Is there a task scheduler that is well-suited for floating-point calculations on processors with hyper-threading?

Question 1

To make IPP FFT effective and performant, I had to spin off as many tasks as I have cores per package times number of packages.

With NUMA nodes enabled, another scalability problem had to be addressed by enabling gcServer in the app config file. This seems to ensure that memory is allocated evenly on each of the NUMA nodes.

(With HT enabled...) With Intel TurboBoost enabled, I see less than 50% CPU utilization, often as low as 35%. Once TurboBoost is off, I see 50% CPU load consistently.

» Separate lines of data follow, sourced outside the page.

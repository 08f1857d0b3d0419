use std::net::SocketAddr;
use std::sync::Arc;
use std::time::Duration;

use axum::http::header::{AUTHORIZATION, CONTENT_TYPE};
use axum::http::{HeaderName, Method, StatusCode};
use axum::Router;
use tower_http::catch_panic::CatchPanicLayer;
use tower_http::cors::CorsLayer;
use tower_http::request_id::{MakeRequestUuid, PropagateRequestIdLayer, SetRequestIdLayer};
use tower_http::timeout::TimeoutLayer;
use tower_http::trace::{DefaultMakeSpan, DefaultOnResponse, TraceLayer};
use tracing::Level;
use tracing_subscriber::{layer::SubscriberExt, util::SubscriberInitExt};

use feedframe_api::config::ServerConfig;
use feedframe_api::{routes, state};
use feedframe_events::ProgressHub;
use feedframe_pipeline::{ImageStore, JobRunner};

use state::AppState;

#[tokio::main]
async fn main() {
    dotenvy::dotenv().ok();

    // --- Tracing ---
    tracing_subscriber::registry()
        .with(
            tracing_subscriber::EnvFilter::try_from_default_env()
                .unwrap_or_else(|_| "feedframe_api=debug,tower_http=debug".into()),
        )
        .with(tracing_subscriber::fmt::layer())
        .init();

    // --- Configuration ---
    let config = ServerConfig::from_env();
    tracing::info!(host = %config.host, port = %config.port, "Loaded server configuration");

    // --- Database ---
    let database_url = std::env::var("DATABASE_URL").expect("DATABASE_URL must be set");

    let pool = feedframe_db::create_pool(&database_url)
        .await
        .expect("Failed to connect to database");
    tracing::info!("Database connection pool created");

    feedframe_db::health_check(&pool)
        .await
        .expect("Database health check failed");
    tracing::info!("Database health check passed");

    feedframe_db::run_migrations(&pool)
        .await
        .expect("Failed to run database migrations");
    tracing::info!("Database migrations applied");

    // --- CORS ---
    let cors = build_cors_layer(&config);

    // --- Image store ---
    let store = ImageStore::new(&config.storage_root);
    tracing::info!(root = %config.storage_root, "Image store ready");

    // --- Progress hub ---
    let hub = Arc::new(ProgressHub::new());

    // --- Job runner ---
    let http_client = reqwest::Client::builder()
        .timeout(Duration::from_secs(config.feed_timeout_secs))
        .build()
        .expect("Failed to build HTTP client");

    let runner = Arc::new(JobRunner::new(
        pool.clone(),
        store.clone(),
        Arc::clone(&hub),
        http_client,
    ));
    tracing::info!(mode = config.execution_mode.name(), "Job runner ready");

    // --- App state ---
    let state = AppState {
        pool,
        config: Arc::new(config.clone()),
        store,
        hub: Arc::clone(&hub),
        runner,
    };

    // --- Request ID header name ---
    let request_id_header = HeaderName::from_static("x-request-id");

    // --- Router ---
    let app = Router::new()
        // Health check at root level (not under /api/v1).
        .merge(routes::health::router())
        // API v1 routes.
        .nest("/api/v1", routes::api_routes())
        // -- Middleware stack (applied bottom-up) --
        // Panic recovery: catch panics and return 500 JSON.
        .layer(CatchPanicLayer::new())
        // Request timeout.
        .layer(TimeoutLayer::with_status_code(
            StatusCode::REQUEST_TIMEOUT,
            Duration::from_secs(config.request_timeout_secs),
        ))
        // Propagate request ID to response.
        .layer(PropagateRequestIdLayer::new(request_id_header.clone()))
        // Structured request/response tracing.
        .layer(
            TraceLayer::new_for_http()
                .make_span_with(DefaultMakeSpan::new().level(Level::INFO))
                .on_response(DefaultOnResponse::new().level(Level::INFO)),
        )
        // Set request ID on incoming requests.
        .layer(SetRequestIdLayer::new(request_id_header, MakeRequestUuid))
        // CORS.
        .layer(cors)
        // Shared state.
        .with_state(state);

    // --- Start server ---
    let addr = SocketAddr::new(
        config.host.parse().expect("Invalid HOST address"),
        config.port,
    );
    tracing::info!(%addr, "Starting server");

    let listener = tokio::net::TcpListener::bind(addr)
        .await
        .expect("Failed to bind to address");

    axum::serve(listener, app)
        .with_graceful_shutdown(shutdown_signal())
        .await
        .expect("Server error");

    // Spawned runs hold their own clones of the pool, store, and hub;
    // in-flight jobs run to completion or fatal error and cannot be
    // cancelled, so shutdown does not wait on them.
    tracing::info!("Graceful shutdown complete");
}

/// Wait for a termination signal to initiate graceful shutdown.
///
/// Handles both SIGINT (Ctrl-C) and SIGTERM (on Unix) so the server
/// shuts down cleanly whether stopped interactively or by a process
/// manager (e.g. systemd, Docker, Kubernetes).
async fn shutdown_signal() {
    let ctrl_c = async {
        tokio::signal::ctrl_c()
            .await
            .expect("Failed to install Ctrl-C handler");
    };

    #[cfg(unix)]
    let terminate = async {
        tokio::signal::unix::signal(tokio::signal::unix::SignalKind::terminate())
            .expect("Failed to install SIGTERM handler")
            .recv()
            .await;
    };

    #[cfg(not(unix))]
    let terminate = std::future::pending::<()>();

    tokio::select! {
        () = ctrl_c => {
            tracing::info!("Received SIGINT (Ctrl-C), starting graceful shutdown");
        }
        () = terminate => {
            tracing::info!("Received SIGTERM, starting graceful shutdown");
        }
    }
}

/// Build the CORS middleware layer from server configuration.
///
/// Panics at startup if any configured origin is invalid, which is the
/// desired behaviour -- we want misconfiguration to fail fast.
fn build_cors_layer(config: &ServerConfig) -> CorsLayer {
    let origins: Vec<_> = config
        .cors_origins
        .iter()
        .map(|o| {
            o.parse()
                .unwrap_or_else(|e| panic!("Invalid CORS origin '{o}': {e}"))
        })
        .collect();

    CorsLayer::new()
        .allow_origin(origins)
        .allow_methods([
            Method::GET,
            Method::POST,
            Method::PUT,
            Method::DELETE,
            Method::PATCH,
        ])
        .allow_headers([CONTENT_TYPE, AUTHORIZATION])
        .allow_credentials(true)
        .max_age(Duration::from_secs(3600))
}
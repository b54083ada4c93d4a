//! [`TagReader`] backed by [`lofty`].

use crate::error::{ErrorKind, Result};
use crate::tags::{TagData, TagReader, Tags};
use exn::ResultExt;
use lofty::error::{ErrorKind as LoftyErrorKind, LoftyError};
use lofty::file::{AudioFile, TaggedFileExt};
use lofty::probe::Probe;
use lofty::tag::{Accessor, ItemKey, Tag};
use std::path::Path;
use tracing::instrument;

/// Reads tags with [`lofty`], which understands ID3v1/v2, APE, Vorbis
/// Comments, MP4 ilst and RIFF INFO.
///
/// The file type is guessed from the content first, then from the extension.
/// The primary tag for the format is preferred, falling back on whichever tag
/// comes first.
#[derive(Debug, Clone, Copy, Default)]
pub struct LoftyReader;

impl LoftyReader {
    pub fn new() -> Self {
        Self
    }

    fn map_error(err: LoftyError, path: &Path) -> Result<Option<TagData>> {
        let kind = match err.kind() {
            LoftyErrorKind::UnknownFormat => return Ok(None),
            LoftyErrorKind::Io(_) => ErrorKind::Io(path.to_path_buf()),
            _ => ErrorKind::Decode(path.to_path_buf()),
        };
        tracing::debug!(path = %path.display(), error = %err, "Tag reader failed");
        exn::bail!(kind)
    }

    fn tags(tag: &Tag) -> Tags {
        let string = |key: &ItemKey| tag.get_string(key).map(str::to_string);
        Tags {
            title: tag.title().map(|s| s.to_string()),
            artist: tag.artist().map(|s| s.to_string()),
            album: tag.album().map(|s| s.to_string()),
            album_artist: string(&ItemKey::AlbumArtist),
            genre: tag.genre().map(|s| s.to_string()),
            composer: string(&ItemKey::Composer),
            disc_number: tag.disk(),
            original_release_date: string(&ItemKey::OriginalReleaseDate),
            release_date: string(&ItemKey::ReleaseDate),
            // ID3v2.3 only has a year frame, which is as good as a recording date.
            recording_date: string(&ItemKey::RecordingDate).or_else(|| tag.year().map(|y| y.to_string())),
            pictures: tag.pictures().iter().map(|p| p.data().to_vec()).collect(),
        }
    }
}

impl TagReader for LoftyReader {
    #[instrument(level = "debug", skip(self))]
    fn read(&self, path: &Path) -> Result<Option<TagData>> {
        let probe = match Probe::open(path) {
            Ok(probe) => probe,
            Err(e) => return Self::map_error(e, path),
        };
        let probe = probe.guess_file_type().or_raise(|| ErrorKind::Io(path.to_path_buf()))?;
        let tagged_file = match probe.read() {
            Ok(file) => file,
            Err(e) => return Self::map_error(e, path),
        };
        let duration = tagged_file.properties().duration();
        let tags = tagged_file.primary_tag().or_else(|| tagged_file.first_tag()).map(Self::tags);
        Ok(Some(TagData {
            duration: (!duration.is_zero()).then_some(duration),
            tags,
        }))
    }
}
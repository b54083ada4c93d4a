//! Library Error Types
//!
//! This module provides structured errors using `exn` for automatic location
//! tracking and error tree construction. Errors from the ledger, extract and
//! telegram crates are attached as children of these.

use derive_more::{Display, Error};
use std::path::PathBuf;

/// A library error with automatic location tracking.
pub type Error = exn::Exn<ErrorKind>;
/// Result type alias for library operations.
pub type Result<T> = std::result::Result<T, Error>;

#[derive(Debug, Display, Error, Clone, PartialEq, Eq)]
pub enum ErrorKind {
    /// A directory (or an entry in it) couldn't be read while walking.
    #[display("cannot walk {}", _0.display())]
    Walk(#[error(not(source))] PathBuf),
    /// A ledger couldn't be updated.
    #[display("cannot update ledger {_0}")]
    Ledger(#[error(not(source))] String),
    /// A file's tags couldn't be read for a reason other than bad tag data.
    #[display("cannot read {}", _0.display())]
    Extract(#[error(not(source))] PathBuf),
    /// The chat platform refused a request, or couldn't be reached.
    #[display("chat request failed: {_0}")]
    Chat(#[error(not(source))] &'static str),
    /// An output file couldn't be written.
    #[display("cannot write {}", _0.display())]
    Write(#[error(not(source))] PathBuf),
}

impl ErrorKind {
    /// Returns `true` if retrying might succeed.
    pub fn is_retryable(&self) -> bool {
        matches!(self, Self::Walk(_) | Self::Write(_))
    }
}
use std::process::ExitCode;

#[tokio::main(flavor = "current_thread")]
async fn main() -> ExitCode {
    tgtracks::run("tgtracks", tgtracks::commands::upload).await
}
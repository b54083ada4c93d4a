//! Upload progress bar.

use indicatif::{ProgressBar, ProgressStyle};
use std::sync::Mutex;
use std::sync::atomic::{AtomicBool, Ordering};
use tgtracks_telegram::TransferProgress;

const TEMPLATE: &str = "[{bar:40}] {pos:>3}% (elapsed: {elapsed})";

#[derive(Default)]
struct State {
    bar: Option<ProgressBar>,
    last_percent: u64,
}

/// Renders transfer callbacks as a percentage bar.
///
/// The bar is only drawn once the first callback arrives, so uploads that
/// report no progress at all leave nothing behind.
#[derive(Default)]
pub struct ProgressReporter {
    state: Mutex<State>,
    finished: AtomicBool,
}

impl ProgressReporter {
    pub fn new() -> Self {
        Self::default()
    }

    /// Percentage reported by the most recent callback.
    pub fn last_percent(&self) -> u64 {
        self.state.lock().map(|state| state.last_percent).unwrap_or_default()
    }

    /// Clear the bar. Safe to call any number of times, and before any
    /// progress was reported.
    pub fn finish(&self) {
        if self.finished.swap(true, Ordering::SeqCst) {
            return;
        }
        if let Ok(state) = self.state.lock()
            && let Some(bar) = &state.bar
        {
            bar.finish_and_clear();
        }
    }

    pub fn is_finished(&self) -> bool {
        self.finished.load(Ordering::SeqCst)
    }

    fn create_bar() -> ProgressBar {
        let style = ProgressStyle::with_template(TEMPLATE)
            .unwrap_or_else(|_| ProgressStyle::default_bar())
            .progress_chars("=> ");
        ProgressBar::new(100).with_style(style)
    }
}

impl TransferProgress for ProgressReporter {
    fn update(&self, transferred: u64, total: u64) {
        if total == 0 || self.is_finished() {
            return;
        }
        let Ok(mut state) = self.state.lock() else {
            return;
        };
        let percent = (transferred.min(total) * 100) / total;
        let step = percent.saturating_sub(state.last_percent);
        state.last_percent = percent;
        state.bar.get_or_insert_with(Self::create_bar).inc(step);
        tracing::trace!(percent, "Upload progress");
    }
}

impl Drop for ProgressReporter {
    fn drop(&mut self) {
        self.finish();
    }
}
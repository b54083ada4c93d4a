//! Human-friendly formatting for log output.

use std::fmt::{self, Display, Formatter};
use std::time::Duration;

const SIZE_SUFFIXES: [&str; 5] = ["b", "kb", "mb", "gb", "tb"];

/// Format a byte count with a binary-scaled suffix and two decimals, dropping
/// a trailing `.00`.
///
/// # Examples
///
/// ```
/// use tgtracks_library::human_readable_size;
///
/// assert_eq!(human_readable_size(512), "512 b");
/// assert_eq!(human_readable_size(1536), "1.50 kb");
/// assert_eq!(human_readable_size(5 * 1024 * 1024), "5 mb");
/// ```
pub fn human_readable_size(bytes: u64) -> String {
    let mut size = bytes as f64;
    let mut suffix = 0;
    while size > 1024.0 && suffix < SIZE_SUFFIXES.len() - 1 {
        suffix += 1;
        size /= 1024.0;
    }
    format!("{size:.2} {}", SIZE_SUFFIXES[suffix]).replace(".00", "")
}

/// Format whole seconds as `H:MM:SS`.
pub fn format_duration(secs: u64) -> String {
    format!("{}:{:02}:{:02}", secs / 3600, (secs % 3600) / 60, secs % 60)
}

/// A duration split into days, hours, minutes and seconds.
#[derive(Debug, Clone, Copy, PartialEq, Eq)]
pub struct Breakdown {
    pub days: u64,
    pub hours: u64,
    pub minutes: u64,
    pub seconds: u64,
}

impl From<Duration> for Breakdown {
    fn from(duration: Duration) -> Self {
        let secs = duration.as_secs();
        Self {
            days: secs / 86_400,
            hours: (secs % 86_400) / 3600,
            minutes: (secs % 3600) / 60,
            seconds: secs % 60,
        }
    }
}

impl Display for Breakdown {
    fn fmt(&self, f: &mut Formatter<'_>) -> fmt::Result {
        write!(
            f,
            "{} days, {} hours, {} minutes, {} seconds",
            self.days, self.hours, self.minutes, self.seconds
        )
    }
}
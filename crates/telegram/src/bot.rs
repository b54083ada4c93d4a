//! Telegram Bot API client.
//!
//! Requests are made with [`reqwest`]. Audio files are streamed from disk
//! rather than buffered, and every chunk handed to the HTTP body is reported
//! to the [`TransferProgress`] observer.

use crate::chat::{AudioUpload, ChatClient, ChatId, Message, MessageId, TransferProgress};
use crate::error::{ErrorKind, Result};
use crate::response::{ApiResponse, RawMessage, Update};
use async_trait::async_trait;
use exn::ResultExt;
use futures::TryStreamExt;
use reqwest::multipart::{Form, Part};
use reqwest::{Body, Client};
use serde::Serialize;
use serde::de::DeserializeOwned;
use serde_json::json;
use std::sync::Arc;
use std::sync::atomic::{AtomicI64, Ordering};
use std::time::Duration;
use tokio_util::io::ReaderStream;
use tracing::instrument;

/// Public Bot API endpoint. A self-hosted Bot API server lifts the upload
/// size limit from 50 MB to 2000 MB.
pub const DEFAULT_API_URL: &str = "https://api.telegram.org";

const CONNECT_TIMEOUT: Duration = Duration::from_secs(30);
const THUMBNAIL_FILE_NAME: &str = "thumbnail.jpg";
/// `getUpdates` long-poll timeouts (seconds) used to look for a pin notice.
const PIN_NOTICE_POLLS: [u64; 2] = [0, 3];

/// [`ChatClient`] for the Telegram Bot API.
///
/// # Examples
///
/// ```no_run
/// use tgtracks_telegram::{BotApiClient, ChatClient, ChatId, DEFAULT_API_URL};
///
/// # async fn example() -> Result<(), Box<dyn std::error::Error>> {
/// let client = BotApiClient::new(DEFAULT_API_URL, "123:secret", ChatId::from("@my_channel"))?;
/// let message = client.send_text("Hello").await?;
/// println!("Posted message {}", message.id);
/// # Ok(())
/// # }
/// ```
pub struct BotApiClient {
    http: Client,
    /// `{api_url}/bot{token}`; never logged.
    base_url: String,
    chat_id: ChatId,
    /// Offset for `getUpdates`, so each update is only looked at once.
    update_offset: AtomicI64,
}

impl BotApiClient {
    pub fn new(api_url: &str, bot_token: &str, chat_id: ChatId) -> Result<Self> {
        let http = Client::builder()
            .connect_timeout(CONNECT_TIMEOUT)
            .build()
            .or_raise(|| ErrorKind::Config)?;
        Ok(Self {
            http,
            base_url: format!("{}/bot{bot_token}", api_url.trim_end_matches('/')),
            chat_id,
            update_offset: AtomicI64::new(0),
        })
    }

    pub fn chat_id(&self) -> &ChatId {
        &self.chat_id
    }

    fn method_url(&self, method: &str) -> String {
        format!("{}/{method}", self.base_url)
    }

    async fn read_response<T: DeserializeOwned>(method: &'static str, response: reqwest::Response) -> Result<T> {
        let status = response.status();
        let body = response
            .bytes()
            .await
            .map_err(reqwest::Error::without_url)
            .or_raise(|| ErrorKind::Network(method))?;
        tracing::trace!(method, status = %status, size = body.len(), "Bot API response");
        ApiResponse::parse(method, &body)
    }

    async fn call<T: DeserializeOwned>(&self, method: &'static str, params: &impl Serialize) -> Result<T> {
        let response = self
            .http
            .post(self.method_url(method))
            .json(params)
            .send()
            .await
            // The URL contains the bot token.
            .map_err(reqwest::Error::without_url)
            .or_raise(|| ErrorKind::Network(method))?;
        Self::read_response(method, response).await
    }

    async fn audio_part(upload: &AudioUpload, progress: Option<Arc<dyn TransferProgress>>) -> Result<Part> {
        let file = tokio::fs::File::open(&upload.path)
            .await
            .or_raise(|| ErrorKind::Io(upload.path.clone()))?;
        let total = file
            .metadata()
            .await
            .or_raise(|| ErrorKind::Io(upload.path.clone()))?
            .len();
        let mut transferred = 0u64;
        let stream = ReaderStream::new(file).inspect_ok(move |chunk| {
            transferred += chunk.len() as u64;
            if let Some(progress) = &progress {
                progress.update(transferred, total);
            }
        });
        Ok(Part::stream_with_length(Body::wrap_stream(stream), total).file_name(upload.file_name.clone()))
    }

    fn audio_form(&self, upload: &AudioUpload, audio: Part) -> Form {
        let mut form = Form::new()
            .text("chat_id", self.chat_id.to_string())
            .text("title", upload.title.clone())
            .text("duration", upload.duration.to_string())
            .text("disable_notification", upload.disable_notification.to_string())
            .part("audio", audio);
        if let Some(performer) = &upload.performer {
            form = form.text("performer", performer.clone());
        }
        if let Some(caption) = &upload.caption {
            form = form.text("caption", caption.clone());
        }
        if let Some(thumbnail) = &upload.thumbnail {
            form = form.part("thumbnail", Part::bytes(thumbnail.clone()).file_name(THUMBNAIL_FILE_NAME));
        }
        form
    }

    /// Find the service message the platform posted when `pinned` was pinned.
    ///
    /// The notice can show up a moment after the pin call returns, so when the
    /// first look finds nothing the updates are long-polled once more.
    ///
    /// Only a rate limit is worth failing the pin for; anything else (most
    /// likely a webhook being configured for this bot) just means the service
    /// message can't be found.
    async fn find_pin_notice(&self, pinned: MessageId) -> Result<Option<MessageId>> {
        for timeout in PIN_NOTICE_POLLS {
            let params = json!({
                "offset": self.update_offset.load(Ordering::Relaxed),
                "timeout": timeout,
                "allowed_updates": ["message", "channel_post"],
            });
            let updates: Vec<Update> = match self.call("getUpdates", &params).await {
                Ok(updates) => updates,
                Err(err) if matches!(&*err, ErrorKind::RateLimited { .. }) => return Err(err),
                Err(err) => {
                    tracing::warn!(error = %err, "Unable to fetch updates; pin notice left in place");
                    return Ok(None);
                },
            };
            if let Some(last) = updates.last() {
                self.update_offset.store(last.update_id + 1, Ordering::Relaxed);
            }
            if let Some(notice) = updates.iter().find_map(|update| update.pin_notice_for(pinned)) {
                return Ok(Some(notice));
            }
        }
        tracing::warn!(message_id = pinned, "No pin notice received; left in place");
        Ok(None)
    }
}

#[async_trait]
impl ChatClient for BotApiClient {
    #[instrument(skip_all, fields(path = %upload.path.display()))]
    async fn send_audio(&self, upload: &AudioUpload, progress: Option<Arc<dyn TransferProgress>>) -> Result<Message> {
        const METHOD: &str = "sendAudio";
        let audio = Self::audio_part(upload, progress).await?;
        let response = self
            .http
            .post(self.method_url(METHOD))
            .multipart(self.audio_form(upload, audio))
            .send()
            .await
            .map_err(reqwest::Error::without_url)
            .or_raise(|| ErrorKind::Network(METHOD))?;
        let message: RawMessage = Self::read_response(METHOD, response).await?;
        Ok(message.into())
    }

    #[instrument(skip(self))]
    async fn send_text(&self, text: &str) -> Result<Message> {
        let params = json!({
            "chat_id": self.chat_id,
            "text": text,
            "link_preview_options": { "is_disabled": true },
        });
        let message: RawMessage = self.call("sendMessage", &params).await?;
        Ok(message.into())
    }

    #[instrument(skip(self))]
    async fn pin(&self, message_id: MessageId) -> Result<Option<MessageId>> {
        let params = json!({
            "chat_id": self.chat_id,
            "message_id": message_id,
            "disable_notification": true,
        });
        let _: bool = self.call("pinChatMessage", &params).await?;
        self.find_pin_notice(message_id).await
    }

    #[instrument(skip(self))]
    async fn delete(&self, message_id: MessageId) -> Result<()> {
        let params = json!({ "chat_id": self.chat_id, "message_id": message_id });
        let _: bool = self.call("deleteMessage", &params).await?;
        Ok(())
    }
}

#[cfg(test)]
mod tests {
    use super::*;
    use serde_json::Value;
    use tokio::io::{AsyncReadExt, AsyncWriteExt};
    use tokio::net::{TcpListener, TcpStream};
    use tokio::task::JoinHandle;

    /// Answer one request per connection with the next canned body, in
    /// order. Resolves to the JSON bodies of the requests received.
    async fn serve(responses: Vec<Value>) -> (String, JoinHandle<Vec<Value>>) {
        let listener = TcpListener::bind("127.0.0.1:0").await.unwrap();
        let url = format!("http://{}", listener.local_addr().unwrap());
        let handle = tokio::spawn(async move {
            let mut requests = Vec::new();
            for response in responses {
                let (mut socket, _) = listener.accept().await.unwrap();
                requests.push(read_json_body(&mut socket).await);
                let body = response.to_string();
                let reply = format!(
                    "HTTP/1.1 200 OK\r\ncontent-type: application/json\r\ncontent-length: {}\r\nconnection: close\r\n\r\n{body}",
                    body.len()
                );
                socket.write_all(reply.as_bytes()).await.unwrap();
                socket.shutdown().await.unwrap();
            }
            requests
        });
        (url, handle)
    }

    async fn read_json_body(socket: &mut TcpStream) -> Value {
        let mut buf = Vec::new();
        let mut chunk = [0u8; 1024];
        loop {
            let n = socket.read(&mut chunk).await.unwrap();
            buf.extend_from_slice(&chunk[..n]);
            if let Some(end) = buf.windows(4).position(|w| w == b"\r\n\r\n") {
                let head = String::from_utf8_lossy(&buf[..end]).to_lowercase();
                let length: usize = head
                    .lines()
                    .find_map(|line| line.strip_prefix("content-length:"))
                    .map(|value| value.trim().parse().unwrap())
                    .unwrap_or(0);
                let start = end + 4;
                while buf.len() < start + length {
                    let n = socket.read(&mut chunk).await.unwrap();
                    assert!(n > 0, "connection closed mid-body");
                    buf.extend_from_slice(&chunk[..n]);
                }
                return serde_json::from_slice(&buf[start..start + length]).unwrap();
            }
            assert!(n > 0, "connection closed mid-headers");
        }
    }

    fn ok(result: Value) -> Value {
        serde_json::json!({ "ok": true, "result": result })
    }

    #[test]
    fn test_method_url() {
        let client = BotApiClient::new("http://localhost:8081/", "123:abc", ChatId::Id(-100)).unwrap();
        assert_eq!(client.method_url("sendAudio"), "http://localhost:8081/bot123:abc/sendAudio");
        assert_eq!(client.chat_id(), &ChatId::Id(-100));
    }

    #[tokio::test]
    async fn test_missing_audio_file() {
        let temp_dir = tempfile::tempdir().unwrap();
        let upload = AudioUpload {
            path: temp_dir.path().join("missing.mp3"),
            file_name: "missing.mp3".to_string(),
            ..Default::default()
        };
        let client = BotApiClient::new(DEFAULT_API_URL, "123:abc", ChatId::Id(-100)).unwrap();
        let err = client.send_audio(&upload, None).await.unwrap_err();
        assert_eq!(*err, ErrorKind::Io(upload.path.clone()));
    }

    #[tokio::test]
    async fn test_pin_notice_found_on_second_poll() {
        let notice = serde_json::json!([{
            "update_id": 7,
            "channel_post": { "message_id": 43, "pinned_message": { "message_id": 42 } },
        }]);
        let (url, server) = serve(vec![ok(Value::Bool(true)), ok(serde_json::json!([])), ok(notice)]).await;
        let client = BotApiClient::new(&url, "123:abc", ChatId::Id(-100)).unwrap();

        assert_eq!(client.pin(42).await.unwrap(), Some(43));
        let requests = server.await.unwrap();
        assert_eq!(requests[0]["message_id"], 42);
        assert_eq!(requests[1]["timeout"], 0);
        assert!(requests[2]["timeout"].as_u64().unwrap() > 0);
        assert_eq!(client.update_offset.load(Ordering::Relaxed), 8);
    }

    #[tokio::test]
    async fn test_pin_notice_missing_after_every_poll() {
        let (url, server) = serve(vec![ok(Value::Bool(true)), ok(serde_json::json!([])), ok(serde_json::json!([]))]).await;
        let client = BotApiClient::new(&url, "123:abc", ChatId::Id(-100)).unwrap();

        assert_eq!(client.pin(42).await.unwrap(), None);
        assert_eq!(server.await.unwrap().len(), 1 + PIN_NOTICE_POLLS.len());
    }
}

It's nice to see that, in .NET 4.5 Task Parallel Library, server-class performance tweaking is externalized. It would be even nicer to get it for free, always.

Details: tested on dual Xeon E5 v1 rig with Server 2k8 R2 SP1 Enterprise.

Question 2

This just isn't the way hyper-threading works. There is no such "assignment" and there is no concept of a "float-point thread per core". The core dynamically picks one of the available floating point execution units. There are several of them and they don't have the same capabilities. Having many execution engines is what makes hyper-threading work in the first place. Artificially trying to bypass logical cores that might be hyper-threaded doesn't make it faster, it makes it slower because you may well bypass the opportunity to use an otherwise idle engine.

I know you don't actually have this working yet from your other question. So this is very likely to be a case of premature optimization. Get it running first and find out if it is good enough. If lacking then move ahead by picking better hardware, a Xeon class processor for example.